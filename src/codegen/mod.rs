//! AST to LLVM IR lowering.
//!
//! Single-pass, left-to-right lowering of a checked module into an LLVM
//! module, followed by verification and object or textual-IR emission.
//! Mutable bindings live in stack slots; immutable bindings stay in SSA
//! form. Every alloca is placed in the function entry block through
//! [`CodeGen::entry_alloca`] so that slots whose lifetime spans a loop
//! iteration are allocated exactly once.

mod expr;

use std::collections::HashMap;
use std::path::Path;

use inkwell::basic_block::BasicBlock;
use inkwell::builder::{Builder, BuilderError};
use inkwell::context::Context;
use inkwell::module::{Linkage, Module};
use inkwell::targets::{
    CodeModel, FileType, InitializationConfig, RelocMode, Target, TargetMachine,
};
use inkwell::types::{BasicMetadataTypeEnum, BasicType, BasicTypeEnum, StructType};
use inkwell::values::{BasicValueEnum, FunctionValue, PointerValue};
use inkwell::{AddressSpace, OptimizationLevel};
use thiserror::Error;

use crate::parser::ast::{self, Item, ItemKind, TypeKind};

#[derive(Debug, Error)]
pub enum CodegenError {
    #[error("{0}")]
    Unsupported(String),
    #[error("function verification failed for '{0}'")]
    InvalidFunction(String),
    #[error("module verification failed: {0}")]
    InvalidModule(String),
    #[error("failed to write output: {0}")]
    Output(String),
    #[error("internal codegen error: {0}")]
    Internal(String),
    #[error("llvm builder error: {0}")]
    Builder(#[from] BuilderError),
}

/// A named aggregate plus its field order, for literal construction and
/// field access.
pub(crate) struct StructInfo<'ctx> {
    pub ty: StructType<'ctx>,
    pub field_names: Vec<String>,
}

/// A stack slot for a mutable binding; the element type is remembered for
/// loads through the opaque pointer.
#[derive(Clone, Copy)]
pub(crate) struct LocalSlot<'ctx> {
    pub ptr: PointerValue<'ctx>,
    pub ty: BasicTypeEnum<'ctx>,
}

/// Branch targets for the innermost loop.
#[derive(Clone, Copy)]
pub(crate) struct LoopBlocks<'ctx> {
    pub continue_block: BasicBlock<'ctx>,
    pub break_block: BasicBlock<'ctx>,
}

pub struct CodeGen<'ctx> {
    pub(crate) context: &'ctx Context,
    pub(crate) module: Module<'ctx>,
    pub(crate) builder: Builder<'ctx>,
    pub(crate) functions: HashMap<String, FunctionValue<'ctx>>,
    pub(crate) structs: HashMap<String, StructInfo<'ctx>>,
    // Immutable bindings and never-mutated parameters.
    pub(crate) ssa_values: HashMap<String, BasicValueEnum<'ctx>>,
    // Mutable bindings, loop counters, match result slots.
    pub(crate) allocas: HashMap<String, LocalSlot<'ctx>>,
    pub(crate) loops: Vec<LoopBlocks<'ctx>>,
}

impl<'ctx> CodeGen<'ctx> {
    pub fn new(context: &'ctx Context, module_name: &str) -> Self {
        let module = context.create_module(module_name);
        let builder = context.create_builder();
        Self {
            context,
            module,
            builder,
            functions: HashMap::new(),
            structs: HashMap::new(),
            ssa_values: HashMap::new(),
            allocas: HashMap::new(),
            loops: Vec::new(),
        }
    }

    pub fn module(&self) -> &Module<'ctx> {
        &self.module
    }

    /// Lower every item, then run the module-level verifier.
    pub fn generate(&mut self, module: &ast::Module) -> Result<(), CodegenError> {
        self.lower_items(&module.items)?;

        self.module
            .verify()
            .map_err(|message| CodegenError::InvalidModule(message.to_string()))
    }

    fn lower_items(&mut self, items: &[Item]) -> Result<(), CodegenError> {
        for item in items {
            match &item.kind {
                ItemKind::Function(function) => {
                    self.lower_function(&item.name, function)?;
                }
                ItemKind::Struct { fields } => self.lower_struct(&item.name, fields)?,
                ItemKind::Extern { items } | ItemKind::Module { items, .. } => {
                    self.lower_items(items)?;
                }
                // Traits, impls, type aliases, imports and enum payloads
                // have no lowering yet.
                _ => {}
            }
        }
        Ok(())
    }

    /// Translate each field type in declaration order and register a named
    /// aggregate keyed by the struct name.
    fn lower_struct(
        &mut self,
        name: &str,
        fields: &[ast::StructField],
    ) -> Result<(), CodegenError> {
        let mut field_types = Vec::with_capacity(fields.len());
        let mut field_names = Vec::with_capacity(fields.len());

        for field in fields {
            let ty = self.lower_type(&field.ty)?.ok_or_else(|| {
                CodegenError::Unsupported(format!(
                    "field '{}' of struct '{name}' has no runtime representation",
                    field.name
                ))
            })?;
            field_types.push(ty);
            field_names.push(field.name.clone());
        }

        let struct_type = self.context.opaque_struct_type(name);
        struct_type.set_body(&field_types, false);

        self.structs.insert(
            name.to_string(),
            StructInfo {
                ty: struct_type,
                field_names,
            },
        );
        Ok(())
    }

    fn lower_function(
        &mut self,
        name: &str,
        function: &ast::Function,
    ) -> Result<(), CodegenError> {
        let mut param_types = Vec::with_capacity(function.params.len());
        for param in &function.params {
            let ty = self.lower_type(&param.ty)?.ok_or_else(|| {
                CodegenError::Unsupported(format!(
                    "parameter in function '{name}' has no runtime representation"
                ))
            })?;
            param_types.push(BasicMetadataTypeEnum::from(ty));
        }

        let return_type = self.lower_type(&function.return_type)?;
        let fn_type = match return_type {
            Some(ty) => ty.fn_type(&param_types, false),
            None => self.context.void_type().fn_type(&param_types, false),
        };

        let fn_value = self
            .module
            .add_function(name, fn_type, Some(Linkage::External));
        self.functions.insert(name.to_string(), fn_value);

        for (param, value) in function.params.iter().zip(fn_value.get_param_iter()) {
            if let Some(param_name) = param.pattern.binding_name() {
                value.set_name(param_name);
            }
        }

        let Some(body) = &function.body else {
            // Declaration only (`extern` or a bodyless signature).
            return Ok(());
        };

        let entry = self.context.append_basic_block(fn_value, "entry");
        self.builder.position_at_end(entry);

        // Bindings never leak across functions.
        self.ssa_values.clear();
        self.allocas.clear();
        self.loops.clear();

        for (param, value) in function.params.iter().zip(fn_value.get_param_iter()) {
            let Some(param_name) = param.pattern.binding_name() else {
                continue;
            };
            if param.pattern.is_mutable() {
                let ty = value.get_type();
                let slot = self.entry_alloca(fn_value, ty, param_name)?;
                self.builder.build_store(slot, value)?;
                self.allocas
                    .insert(param_name.to_string(), LocalSlot { ptr: slot, ty });
            } else {
                self.ssa_values.insert(param_name.to_string(), value);
            }
        }

        let body_value = self.lower_expr(body)?;

        if self.current_block()?.get_terminator().is_none() {
            match (return_type, body_value) {
                (Some(_), Some(value)) => {
                    self.builder.build_return(Some(&value))?;
                }
                (Some(ty), None) => {
                    // No trailing value to return; fall back to zero.
                    let zero = ty.const_zero();
                    self.builder.build_return(Some(&zero))?;
                }
                (None, _) => {
                    self.builder.build_return(None)?;
                }
            }
        }

        self.terminate_dead_blocks(fn_value)?;

        if !fn_value.verify(true) {
            unsafe { fn_value.delete() };
            return Err(CodegenError::InvalidFunction(name.to_string()));
        }

        Ok(())
    }

    /// Blocks left behind by `return`/`break`/`continue` lowering have no
    /// predecessors; cap each with `unreachable` so that every block ends
    /// in exactly one terminator.
    fn terminate_dead_blocks(&self, function: FunctionValue<'ctx>) -> Result<(), CodegenError> {
        for block in function.get_basic_blocks() {
            if block.get_terminator().is_none() {
                self.builder.position_at_end(block);
                self.builder.build_unreachable()?;
            }
        }
        Ok(())
    }

    // ── Type translation ────────────────────────────────────────────────

    /// Map an AST type onto an LLVM type; `None` is `void`.
    pub(crate) fn lower_type(
        &self,
        ty: &ast::Type,
    ) -> Result<Option<BasicTypeEnum<'ctx>>, CodegenError> {
        let lowered = match &ty.kind {
            TypeKind::Primitive(name) => return Ok(self.primitive_type(name)),
            TypeKind::Pointer { .. }
            | TypeKind::Reference { .. }
            | TypeKind::Slice { .. }
            | TypeKind::Function { .. } => self
                .context
                .i8_type()
                .ptr_type(AddressSpace::default())
                .as_basic_type_enum(),
            TypeKind::Array { element, size } => {
                let element = self.lower_type(element)?.ok_or_else(|| {
                    CodegenError::Unsupported("array of void is not representable".to_string())
                })?;
                element.array_type(*size as u32).as_basic_type_enum()
            }
            TypeKind::Tuple(types) => {
                let mut fields = Vec::with_capacity(types.len());
                for inner in types {
                    let field = self.lower_type(inner)?.ok_or_else(|| {
                        CodegenError::Unsupported(
                            "tuple of void is not representable".to_string(),
                        )
                    })?;
                    fields.push(field);
                }
                self.context.struct_type(&fields, false).as_basic_type_enum()
            }
            TypeKind::Named { path, .. } => {
                let name = path.first().map(String::as_str).unwrap_or_default();
                if let Some(primitive) = self.primitive_type(name) {
                    primitive
                } else if let Some(info) = self.structs.get(name) {
                    info.ty.as_basic_type_enum()
                } else {
                    return Err(CodegenError::Unsupported(format!("unknown type '{name}'")));
                }
            }
        };
        Ok(Some(lowered))
    }

    fn primitive_type(&self, name: &str) -> Option<BasicTypeEnum<'ctx>> {
        let ty = match name {
            "void" => return None,
            "bool" => self.context.bool_type().as_basic_type_enum(),
            "i8" | "u8" | "byte" => self.context.i8_type().as_basic_type_enum(),
            "i16" | "u16" => self.context.i16_type().as_basic_type_enum(),
            "i32" | "u32" => self.context.i32_type().as_basic_type_enum(),
            // isize/usize assume a 64-bit target.
            "i64" | "u64" | "isize" | "usize" => self.context.i64_type().as_basic_type_enum(),
            "i128" | "u128" => self.context.i128_type().as_basic_type_enum(),
            "f32" => self.context.f32_type().as_basic_type_enum(),
            "f64" => self.context.f64_type().as_basic_type_enum(),
            "char" => self.context.i32_type().as_basic_type_enum(),
            _ => return None,
        };
        Some(ty)
    }

    // ── Shared lowering helpers ─────────────────────────────────────────

    pub(crate) fn current_block(&self) -> Result<BasicBlock<'ctx>, CodegenError> {
        self.builder
            .get_insert_block()
            .ok_or_else(|| CodegenError::Internal("builder has no insertion block".to_string()))
    }

    pub(crate) fn current_function(&self) -> Result<FunctionValue<'ctx>, CodegenError> {
        self.current_block()?
            .get_parent()
            .ok_or_else(|| CodegenError::Internal("block has no parent function".to_string()))
    }

    /// Build an alloca in the function entry block via a temporary builder
    /// positioned there. Stack slots whose lifetime spans a loop iteration
    /// must never be allocated in the current (possibly loop-nested) block.
    pub(crate) fn entry_alloca(
        &self,
        function: FunctionValue<'ctx>,
        ty: BasicTypeEnum<'ctx>,
        name: &str,
    ) -> Result<PointerValue<'ctx>, CodegenError> {
        let entry = function.get_first_basic_block().ok_or_else(|| {
            CodegenError::Internal("function has no entry block".to_string())
        })?;

        let builder = self.context.create_builder();
        match entry.get_first_instruction() {
            Some(first) => builder.position_before(&first),
            None => builder.position_at_end(entry),
        }

        Ok(builder.build_alloca(ty, name)?)
    }

    // ── Emission ────────────────────────────────────────────────────────

    /// Textual IR of the lowered module.
    pub fn print_ir(&self) -> String {
        self.module.print_to_string().to_string()
    }

    /// Write the module's textual IR; bypasses the pass manager.
    pub fn emit_llvm_ir(&self, path: &Path) -> Result<(), CodegenError> {
        self.module
            .print_to_file(path)
            .map_err(|message| CodegenError::Output(message.to_string()))
    }

    /// Emit a native object file through a target machine for the host
    /// triple with a generic CPU and the default relocation model.
    pub fn emit_object_file(&self, path: &Path) -> Result<(), CodegenError> {
        Target::initialize_native(&InitializationConfig::default())
            .map_err(CodegenError::Output)?;

        let triple = TargetMachine::get_default_triple();
        let target = Target::from_triple(&triple)
            .map_err(|message| CodegenError::Output(message.to_string()))?;
        let machine = target
            .create_target_machine(
                &triple,
                "generic",
                "",
                OptimizationLevel::None,
                RelocMode::Default,
                CodeModel::Default,
            )
            .ok_or_else(|| {
                CodegenError::Output("failed to create target machine".to_string())
            })?;

        self.module.set_triple(&triple);
        self.module
            .set_data_layout(&machine.get_target_data().get_data_layout());

        machine
            .write_to_file(&self.module, FileType::Object, path)
            .map_err(|message| CodegenError::Output(message.to_string()))
    }
}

■ ■ ■ ■

- _PROBLEM TO SOLVE_:
Only lines holding "pattern" are wanted; copy all of them from the listing.

- _TASK RESPONSE_:
            if let Some(param_name) = param.pattern.binding_name() {
            let Some(param_name) = param.pattern.binding_name() else {
            if param.pattern.is_mutable() {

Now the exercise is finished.